A curious thing is afoot in Australia: pessimism that’s wildly at odds with the facts.
Looked at from almost any angle, the nation of 22 million is on a tear. Unemployment is 4.9 percent, wages are rising about 4 percent a year, consumer prices are advancing about 3 percent and interest rates have been steady all year. Policy makers in Europe, Japan and the U.S. would kill for those numbers.
Yet consumer confidence is dismal, retail sales are down and a big majority of voters want to kick out the government. Economists, businesspeople and average Sydneysiders seem no happier with their lot than New Yorkers, Parisians or Tokyoites.
What gives? The gloomy global scene gets some of the blame. Noxious politics may provide a better explanation -- one that’s found beyond Australia in Japan, the U.S. and elsewhere.
The politics of pessimism is a tried-and-true formula. Blame those in power for every conceivable ill, employing plenty of hyperbole and lots of volume. It’s a sure way to dominate the news cycle.
As 2011 unfolds, though, something feels different, more apocalyptic. Politicians, radio shock jocks, TV pundits and editorialists are tripping over themselves to call Julia Gillard the worst prime minister Australia has ever seen, today’s economic climate the most dismal and tomorrow’s outlook the most disheartening in history.
Sure, Australia has its share of challenges. It must invest more in infrastructure and education, and figure out what to do with the spoils from the epic resources boom that has pitted Western Australia against the rest of the nation, which faces slower growth.
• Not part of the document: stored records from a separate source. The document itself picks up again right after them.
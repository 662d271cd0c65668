// Copyright (c) 2025 Soumyadip Sarkar.
// All rights reserved.
//
// This source code is licensed under the license found in the
// LICENSE file in the root directory of this source tree.

//! Line-oriented conversational front-end over the session state machine.

use crate::commands::categories::{
    add_category, id_for_active_category, id_for_category, rename_category, restore_category,
    soft_delete_category,
};
use crate::commands::limits::{check_limit, limit_notice, set_limit, NewLimit};
use crate::commands::stats::{statistics, StatKind, StatRows};
use crate::commands::transactions::{record_transaction, NewTransaction};
use crate::commands::users::{require_user, user_currency};
use crate::errors::MoneyError;
use crate::session::{CategoryAction, SessionStore, Step};
use anyhow::Result;
use chrono::Utc;
use rusqlite::Connection;
use std::io::{BufRead, Write};

const HELP: &str = "Commands: /spend <category>, /limit <category>, /newcat, /rename <category>, \
/delete <category>, /restore <category>, /stats, /cancel, /quit";

pub fn handle(conn: &mut Connection, m: &clap::ArgMatches) -> Result<()> {
    let user = require_user(conn, m)?;
    let stdin = std::io::stdin();
    let mut out = std::io::stdout();
    run(conn, user.id, stdin.lock(), &mut out)
}

/// Drives one user's conversation until EOF or `/quit`.
pub fn run<R: BufRead, W: Write>(
    conn: &mut Connection,
    user_id: i64,
    input: R,
    out: &mut W,
) -> Result<()> {
    let mut store = SessionStore::default();
    writeln!(out, "{}", HELP)?;
    for line in input.lines() {
        let line = line?;
        let text = line.trim();
        if text == "/quit" {
            break;
        }
        let step = match text.split_once(' ').unwrap_or((text, "")) {
            ("/cancel", _) => store.session(user_id).cancel(),
            ("/help", _) => Step::Prompt(HELP),
            ("/stats", _) => {
                print_stats(conn, user_id, out)?;
                continue;
            }
            ("/newcat", _) => store.session(user_id).begin_add_category(),
            (cmd @ ("/spend" | "/limit" | "/rename" | "/delete" | "/restore"), name) => {
                let lookup = if cmd == "/restore" {
                    id_for_category(conn, user_id, name.trim())
                } else {
                    id_for_active_category(conn, user_id, name.trim())
                };
                let category_id = match lookup {
                    Ok(id) => id,
                    Err(e) => {
                        writeln!(out, "❌ {}", e)?;
                        continue;
                    }
                };
                let session = store.session(user_id);
                match cmd {
                    "/spend" => session.begin_transaction(category_id),
                    "/limit" => session.begin_limit(category_id),
                    "/rename" => session.begin_rename(category_id),
                    "/delete" => session.begin_confirm(category_id, CategoryAction::Delete),
                    _ => session.begin_confirm(category_id, CategoryAction::Restore),
                }
            }
            _ => store.session(user_id).feed(text),
        };
        if let Err(e) = apply(conn, user_id, step, out) {
            writeln!(out, "❌ {}", e)?;
        }
    }
    Ok(())
}

fn apply<W: Write>(conn: &mut Connection, user_id: i64, step: Step, out: &mut W) -> Result<()> {
    match step {
        Step::Prompt(p) => writeln!(out, "{}", p)?,
        Step::Retry(p) => writeln!(out, "❌ {}", p)?,
        Step::Ignored => writeln!(out, "{}", HELP)?,
        Step::Cancelled => writeln!(out, "Cancelled")?,
        Step::Record { category_id, amount, is_expense, comment } => {
            let currency_id = user_currency(conn, user_id)?
                .ok_or(MoneyError::NoReportingCurrency(user_id))?
                .id;
            record_transaction(
                conn,
                &NewTransaction { user_id, category_id, currency_id, amount, is_expense, comment },
            )?;
            writeln!(out, "✅ Saved")?;
            if is_expense {
                if let Some(line) = limit_notice(check_limit(conn, user_id, category_id)?) {
                    writeln!(out, "{}", line)?;
                }
            }
        }
        Step::SetLimit { category_id, amount, period, auto_renew } => {
            let currency_id = user_currency(conn, user_id)?
                .ok_or(MoneyError::NoReportingCurrency(user_id))?
                .id;
            set_limit(
                conn,
                &NewLimit {
                    user_id,
                    category_id,
                    currency_id,
                    amount,
                    period,
                    auto_renew,
                    start_date: Utc::now(),
                    end_date: None,
                },
            )?;
            writeln!(out, "✅ Limit set: {} for {}", amount, period)?;
        }
        Step::AddCategory { name } => {
            add_category(conn, user_id, &name)?;
            writeln!(out, "✅ Category '{}' added", name)?;
        }
        Step::RenameCategory { category_id, name } => {
            rename_category(conn, category_id, &name)?;
            writeln!(out, "✅ Renamed to '{}'", name)?;
        }
        Step::Category { category_id, action: CategoryAction::Delete } => {
            soft_delete_category(conn, category_id, Utc::now())?;
            writeln!(out, "✅ Category deleted")?;
        }
        Step::Category { category_id, action: CategoryAction::Restore } => {
            restore_category(conn, category_id)?;
            writeln!(out, "✅ Category restored")?;
        }
    }
    Ok(())
}

fn print_stats<W: Write>(conn: &Connection, user_id: i64, out: &mut W) -> Result<()> {
    match statistics(conn, user_id, StatKind::MonthlyExpenses, Utc::now()) {
        Ok(stats) => {
            if let StatRows::ByCategory(rows) = stats.rows {
                if rows.is_empty() {
                    writeln!(out, "No expenses this month")?;
                }
                for r in rows {
                    writeln!(out, "{}: {:.2}", r.category, r.amount)?;
                }
            }
        }
        Err(e) => writeln!(out, "❌ {}", e)?,
    }
    Ok(())
}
These are good problems to have at a time when Europe is on course for default. Since the 2008 financial crisis, U.S. and European policy makers have done little to fix the underlying problems that caused the meltdown. Rather than adopting the monumental reforms needed to restore economic growth, those in power act as if the most arduous changes have already been made. Opposition leaders, meanwhile, talk down their economies as never before and stifle further attempts to keep the banking industry from running off the rails again.
The global financial system is in desperate need of leadership, big thinking and shared sacrifice. Leaders must forget the next election, never mind the next news cycle, and tell their voters what is at stake and what needs to be done to prepare for a future in which China and other upstarts will change everything.
Yet we seem to have reached a turning point in this globalized, real-time, 24/7-news-cycle and jittery world of ours. Although negativity always sells, these days it also seems to take on a life of its own.
In the U.S., for example, the feverish Tea Party has many Americans convinced that President Barack Obama is a socialist bent on ruining the nation, when in fact it’s the congressional stalemate on raising the debt ceiling that may inflict true and lasting harm. In Japan, leaders of the opposition Liberal Democratic Party that put corporate interests and an out-of-control nuclear industry in the driver’s seat claim that any change will precipitate Armageddon.
Australia’s obstacles, by contrast, are far less dire, though you wouldn’t know it from the tone of public discourse. The country needs an honest and transparent debate about harnessing the mining boom, but it’s getting a petty brawl between Gillard and opposition leader Tony Abbott. Anything Gillard proposes, Abbott derides as economic suicide. Although his views resonate with a nervous public, he isn’t offering alternatives. It often seems he’s running a Tea Party-inspired Party of No that’s intent on blocking every attempt at change.
The toxic tenor of politics has a surprising number of Australians thinking the mining boom is somehow bad. China’s demand for coal and iron ore is soaring, and that’s a plus. The question is how this bounty is managed. The last thing Australia needs is a case of “Dutch disease,” whereby the benefits of exporting natural resources lead to the neglect and atrophy of other sectors.
Gillard’s predecessor, Kevin Rudd, tried to answer it with a tax on mining profits that were deemed excessive. When companies dig stuff out of the ground and ship it to China, India and Indonesia, they forget that those commodities belong to the Australian people, too, Rudd argued, not just to mining company shareholders. Rudd was defeated after a huge industry-financed advertising campaign. The airwaves were ablaze with tales of how the tax would kill the economy.
Savoring that victory, Australia’s business community now figures it can dump Gillard. Her sin is making an effort to lead. She is pushing something that’s inevitable globally as temperatures and sea levels rise: a tax on carbon emissions.
The knives are out and the punditocracy is telling Australians they will be homeless if Gillard gets her way. It would be silly if it weren’t so pernicious.
(William Pesek is a Bloomberg View columnist. The opinions expressed are his own.)